Why do they care about a country whose entire population is only 65 percent of New York City’s and whose total land mass is smaller than the state of Maine?
Well, aside from the political symbolism (the UAE’s peninsula divides the Persian Gulf and the Gulf of Oman, jutting closer to the coast of Iran than Key West is to Cuba), the UAE was the only country in the Middle East with a beef export verification program in place, a fact that rankled Michael Imgarten to no end.
“The statistics on beef exports to the Middle East illustrate the importance of getting rid of the EV programs that have outlived their usefulness,” says the president and CEO of United Source One, a Baltimore-based exporter of high-end beef products.

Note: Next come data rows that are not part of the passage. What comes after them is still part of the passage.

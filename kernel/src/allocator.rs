// Copyright 2022 The Firefly Authors.
//
// Use of this source code is governed by a BSD 3-clause
// license that can be found in the LICENSE file.

//! allocator provides the functionality to allocate heap memory.
//!
//! The kernel reserves a fixed region for its heap at link time and
//! hands it to a linked-list allocator. Variable-size kernel objects
//! such as thread metadata and file buffers come from here; thread
//! stacks come from the frame pool instead.
//!
//! Interrupt handlers allocate too (waking a thread can grow a run
//! queue), so the heap lock is only ever held inside an atomic section.
//! Without that, a timer tick arriving while the interrupted thread
//! held the lock would spin forever.

use core::alloc::{GlobalAlloc, Layout};
use linked_list_allocator::LockedHeap;
use x86_64::instructions::interrupts::without_interrupts;

/// The heap, wrapped so that every operation runs with
/// interrupts masked.
///
struct IrqSafeHeap(LockedHeap);

unsafe impl GlobalAlloc for IrqSafeHeap {
    unsafe fn alloc(&self, layout: Layout) -> *mut u8 {
        without_interrupts(|| self.0.alloc(layout))
    }

    unsafe fn dealloc(&self, ptr: *mut u8, layout: Layout) {
        without_interrupts(|| self.0.dealloc(ptr, layout))
    }
}

#[global_allocator]
static ALLOCATOR: IrqSafeHeap = IrqSafeHeap(LockedHeap::empty());

/// The size of the kernel heap in bytes.
///
const KERNEL_HEAP_SIZE: usize = 8 << 20; // 8 MiB.

/// The static region backing the heap.
///
#[repr(align(4096))]
struct HeapSpace([u8; KERNEL_HEAP_SIZE]);

static mut HEAP_SPACE: HeapSpace = HeapSpace([0u8; KERNEL_HEAP_SIZE]);

/// init initialises the static global allocator over the
/// reserved heap region.
///
pub fn init() {
    unsafe {
        ALLOCATOR
            .0
            .lock()
            .init(HEAP_SPACE.0.as_mut_ptr(), KERNEL_HEAP_SIZE);
    }
}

Consider that in 2008 — the year before the export verification program was created for the UAE — exports to that country grew 37 percent by volume; for 2009, however, growth braked to just 2 percent by volume, according to the U.S. Meat Export Federation. Since then the country has found its import groove again, with U.S. beef imports jumping 54 percent and 27 percent in 2010 and 2011, respectively.
With EV paperwork off the table, then, exports of high-quality middle meats to the high-end hotels in Abu Dhabi and Dubai pick up speed. Along with the expansion of such U.S. restaurant chains as Smashburger and Applebee’s, it all helps the U.S. gain an important epicurean foothold in a country that, after all, must import nearly all of its food.